- [Try it] Each line below should be written out again exactly.
※
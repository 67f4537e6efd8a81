//! # Dividend Investment Projection
//!
//! Projects a dividend portfolio month by month: each month the balance
//! earns `balance * yield / 12`, contributions are added, and dividends are
//! either reinvested into the balance or accumulated as cash, per the
//! reinvestment toggle.
//!
//! ## Example
//!
//! ```rust
//! use tools_core::calculations::investment::{InvestmentInput, calculate};
//! use tools_core::units::Percent;
//!
//! let input = InvestmentInput {
//!     label: "DRIP portfolio".to_string(),
//!     initial_balance_usd: 10_000.0,
//!     annual_yield: Percent(6.0),
//!     monthly_contribution_usd: 500.0,
//!     years: 10,
//!     reinvest_dividends: true,
//! };
//!
//! let result = calculate(&input).unwrap();
//! assert!(result.ending_value_usd > 10_000.0 + 500.0 * 120.0);
//! ```

use serde::{Deserialize, Serialize};

use crate::display::{format_currency, ResultRow};
use crate::errors::{CalcError, CalcResult};
use crate::units::Percent;

/// Input parameters for the investment projection.
///
/// ## JSON Example
///
/// ```json
/// {
///   "label": "DRIP portfolio",
///   "initial_balance_usd": 10000.0,
///   "annual_yield": 6.0,
///   "monthly_contribution_usd": 500.0,
///   "years": 10,
///   "reinvest_dividends": true
/// }
/// ```
#[derive(Debug, Clone, Serialize, Deserialize)]
pub struct InvestmentInput {
    /// User label for this scenario
    pub label: String,

    /// Starting portfolio balance in dollars
    pub initial_balance_usd: f64,

    /// Annual dividend yield as a percentage (6.0 means 6%)
    pub annual_yield: Percent,

    /// Contribution added every month
    pub monthly_contribution_usd: f64,

    /// Projection horizon in years
    pub years: u32,

    /// Reinvest dividends into the balance, or hold them as cash
    pub reinvest_dividends: bool,
}

impl InvestmentInput {
    /// Validate input parameters.
    pub fn validate(&self) -> CalcResult<()> {
        if self.initial_balance_usd < 0.0 {
            return Err(CalcError::invalid_input(
                "initial_balance_usd",
                self.initial_balance_usd.to_string(),
                "Starting balance cannot be negative",
            ));
        }
        if self.monthly_contribution_usd < 0.0 {
            return Err(CalcError::invalid_input(
                "monthly_contribution_usd",
                self.monthly_contribution_usd.to_string(),
                "Contribution cannot be negative",
            ));
        }
        if self.initial_balance_usd == 0.0 && self.monthly_contribution_usd == 0.0 {
            return Err(CalcError::calculation_failed(
                "investment",
                "Starting balance and monthly contribution cannot both be zero",
            ));
        }
        if self.annual_yield.0 <= 0.0 {
            return Err(CalcError::invalid_input(
                "annual_yield",
                self.annual_yield.0.to_string(),
                "Yield must be positive",
            ));
        }
        if self.annual_yield.0 > 50.0 {
            return Err(CalcError::out_of_range("annual_yield", self.annual_yield.0, 0.0, 50.0));
        }
        if self.years == 0 || self.years > 60 {
            return Err(CalcError::out_of_range("years", self.years as f64, 1.0, 60.0));
        }
        Ok(())
    }
}

/// One year of the projection breakdown.
#[derive(Debug, Clone, Serialize, Deserialize)]
pub struct YearRow {
    /// Year number, starting at 1
    pub year: u32,

    /// Cumulative contributions through the end of this year
    pub contributions_to_date_usd: f64,

    /// Dividends earned during this year
    pub dividends_usd: f64,

    /// Portfolio balance at year end (excludes held cash)
    pub end_balance_usd: f64,
}

/// Results from the investment projection.
#[derive(Debug, Clone, Serialize, Deserialize)]
pub struct InvestmentResult {
    /// Portfolio balance at the end of the horizon
    pub final_balance_usd: f64,

    /// Dividends held as cash (zero when reinvesting)
    pub cash_dividends_usd: f64,

    /// Balance plus held cash
    pub ending_value_usd: f64,

    /// Total contributed over the horizon (excludes the starting balance)
    pub total_contributions_usd: f64,

    /// Total dividends earned over the horizon
    pub total_dividends_usd: f64,

    /// Year-by-year breakdown
    pub yearly: Vec<YearRow>,
}

impl InvestmentResult {
    /// Labeled display rows for uniform rendering.
    pub fn summary_rows(&self) -> Vec<ResultRow> {
        vec![
            ResultRow::new("Ending Value", format_currency(self.ending_value_usd)),
            ResultRow::new("Final Balance", format_currency(self.final_balance_usd)),
            ResultRow::new("Cash Dividends", format_currency(self.cash_dividends_usd)),
            ResultRow::new("Total Contributions", format_currency(self.total_contributions_usd)),
            ResultRow::new("Total Dividends", format_currency(self.total_dividends_usd)),
        ]
    }
}

/// Run the month-by-month projection.
pub fn calculate(input: &InvestmentInput) -> CalcResult<InvestmentResult> {
    input.validate()?;

    let r = input.annual_yield.monthly_fraction();
    let mut balance = input.initial_balance_usd;
    let mut cash = 0.0;
    let mut total_contributions = 0.0;
    let mut total_dividends = 0.0;
    let mut year_dividends = 0.0;
    let mut yearly = Vec::with_capacity(input.years as usize);

    for month in 1..=(input.years * 12) {
        let dividend = balance * r;
        total_dividends += dividend;
        year_dividends += dividend;

        if input.reinvest_dividends {
            balance += dividend;
        } else {
            cash += dividend;
        }
        balance += input.monthly_contribution_usd;
        total_contributions += input.monthly_contribution_usd;

        if month % 12 == 0 {
            yearly.push(YearRow {
                year: month / 12,
                contributions_to_date_usd: total_contributions,
                dividends_usd: year_dividends,
                end_balance_usd: balance,
            });
            year_dividends = 0.0;
        }
    }

    Ok(InvestmentResult {
        final_balance_usd: balance,
        cash_dividends_usd: cash,
        ending_value_usd: balance + cash,
        total_contributions_usd: total_contributions,
        total_dividends_usd: total_dividends,
        yearly,
    })
}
※
- [Answer space]
repository 67f4537e6efd8a81
//! # Dividend Investment Projection
//!
//! Projects a dividend portfolio month by month: each month the balance
//! earns `balance * yield / 12`, contributions are added, and dividends are
//! either reinvested into the balance or accumulated as cash, per the
//! reinvestment toggle.
//!
//! ## Example
//!
//! ```rust
//! use tools_core::calculations::investment::{InvestmentInput, calculate};
//! use tools_core::units::Percent;
//!
//! let input = InvestmentInput {
//!     label: "DRIP portfolio".to_string(),
//!     initial_balance_usd: 10_000.0,
//!     annual_yield: Percent(6.0),
//!     monthly_contribution_usd: 500.0,
//!     years: 10,
//!     reinvest_dividends: true,
//! };
//!
//! let result = calculate(&input).unwrap();
//! assert!(result.ending_value_usd > 10_000.0 + 500.0 * 120.0);
//! ```

use serde::{Deserialize, Serialize};

use crate::display::{format_currency, ResultRow};
use crate::errors::{CalcError, CalcResult};
use crate::units::Percent;

/// Input parameters for the investment projection.
///
/// ## JSON Example
///
/// ```json
/// {
///   "label": "DRIP portfolio",
///   "initial_balance_usd": 10000.0,
///   "annual_yield": 6.0,
///   "monthly_contribution_usd": 500.0,
///   "years": 10,
///   "reinvest_dividends": true
/// }
/// ```
#[derive(Debug, Clone, Serialize, Deserialize)]
pub struct InvestmentInput {
    /// User label for this scenario
    pub label: String,

    /// Starting portfolio balance in dollars
    pub initial_balance_usd: f64,

    /// Annual dividend yield as a percentage (6.0 means 6%)
    pub annual_yield: Percent,

    /// Contribution added every month
    pub monthly_contribution_usd: f64,

    /// Projection horizon in years
    pub years: u32,

    /// Reinvest dividends into the balance, or hold them as cash
    pub reinvest_dividends: bool,
}

impl InvestmentInput {
    /// Validate input parameters.
    pub fn validate(&self) -> CalcResult<()> {
        if self.initial_balance_usd < 0.0 {
            return Err(CalcError::invalid_input(
                "initial_balance_usd",
                self.initial_balance_usd.to_string(),
                "Starting balance cannot be negative",
            ));
        }
        if self.monthly_contribution_usd < 0.0 {
            return Err(CalcError::invalid_input(
                "monthly_contribution_usd",
                self.monthly_contribution_usd.to_string(),
                "Contribution cannot be negative",
            ));
        }
        if self.initial_balance_usd == 0.0 && self.monthly_contribution_usd == 0.0 {
            return Err(CalcError::calculation_failed(
                "investment",
                "Starting balance and monthly contribution cannot both be zero",
            ));
        }
        if self.annual_yield.0 <= 0.0 {
            return Err(CalcError::invalid_input(
                "annual_yield",
                self.annual_yield.0.to_string(),
                "Yield must be positive",
            ));
        }
        if self.annual_yield.0 > 50.0 {
            return Err(CalcError::out_of_range("annual_yield", self.annual_yield.0, 0.0, 50.0));
        }
        if self.years == 0 || self.years > 60 {
            return Err(CalcError::out_of_range("years", self.years as f64, 1.0, 60.0));
        }
        Ok(())
    }
}

/// One year of the projection breakdown.
#[derive(Debug, Clone, Serialize, Deserialize)]
pub struct YearRow {
    /// Year number, starting at 1
    pub year: u32,

    /// Cumulative contributions through the end of this year
    pub contributions_to_date_usd: f64,

    /// Dividends earned during this year
    pub dividends_usd: f64,

    /// Portfolio balance at year end (excludes held cash)
    pub end_balance_usd: f64,
}

/// Results from the investment projection.
#[derive(Debug, Clone, Serialize, Deserialize)]
pub struct InvestmentResult {
    /// Portfolio balance at the end of the horizon
    pub final_balance_usd: f64,

    /// Dividends held as cash (zero when reinvesting)
    pub cash_dividends_usd: f64,

    /// Balance plus held cash
    pub ending_value_usd: f64,

    /// Total contributed over the horizon (excludes the starting balance)
    pub total_contributions_usd: f64,

    /// Total dividends earned over the horizon
    pub total_dividends_usd: f64,

    /// Year-by-year breakdown
    pub yearly: Vec<YearRow>,
}

impl InvestmentResult {
    /// Labeled display rows for uniform rendering.
    pub fn summary_rows(&self) -> Vec<ResultRow> {
        vec![
            ResultRow::new("Ending Value", format_currency(self.ending_value_usd)),
            ResultRow::new("Final Balance", format_currency(self.final_balance_usd)),
            ResultRow::new("Cash Dividends", format_currency(self.cash_dividends_usd)),
            ResultRow::new("Total Contributions", format_currency(self.total_contributions_usd)),
            ResultRow::new("Total Dividends", format_currency(self.total_dividends_usd)),
        ]
    }
}

/// Run the month-by-month projection.
pub fn calculate(input: &InvestmentInput) -> CalcResult<InvestmentResult> {
    input.validate()?;

    let r = input.annual_yield.monthly_fraction();
    let mut balance = input.initial_balance_usd;
    let mut cash = 0.0;
    let mut total_contributions = 0.0;
    let mut total_dividends = 0.0;
    let mut year_dividends = 0.0;
    let mut yearly = Vec::with_capacity(input.years as usize);

    for month in 1..=(input.years * 12) {
        let dividend = balance * r;
        total_dividends += dividend;
        year_dividends += dividend;

        if input.reinvest_dividends {
            balance += dividend;
        } else {
            cash += dividend;
        }
        balance += input.monthly_contribution_usd;
        total_contributions += input.monthly_contribution_usd;

        if month % 12 == 0 {
            yearly.push(YearRow {
                year: month / 12,
                contributions_to_date_usd: total_contributions,
                dividends_usd: year_dividends,
                end_balance_usd: balance,
            });
            year_dividends = 0.0;
        }
    }

    Ok(InvestmentResult {
        final_balance_usd: balance,
        cash_dividends_usd: cash,
        ending_value_usd: balance + cash,
        total_contributions_usd: total_contributions,
        total_dividends_usd: total_dividends,
        yearly,
    })
}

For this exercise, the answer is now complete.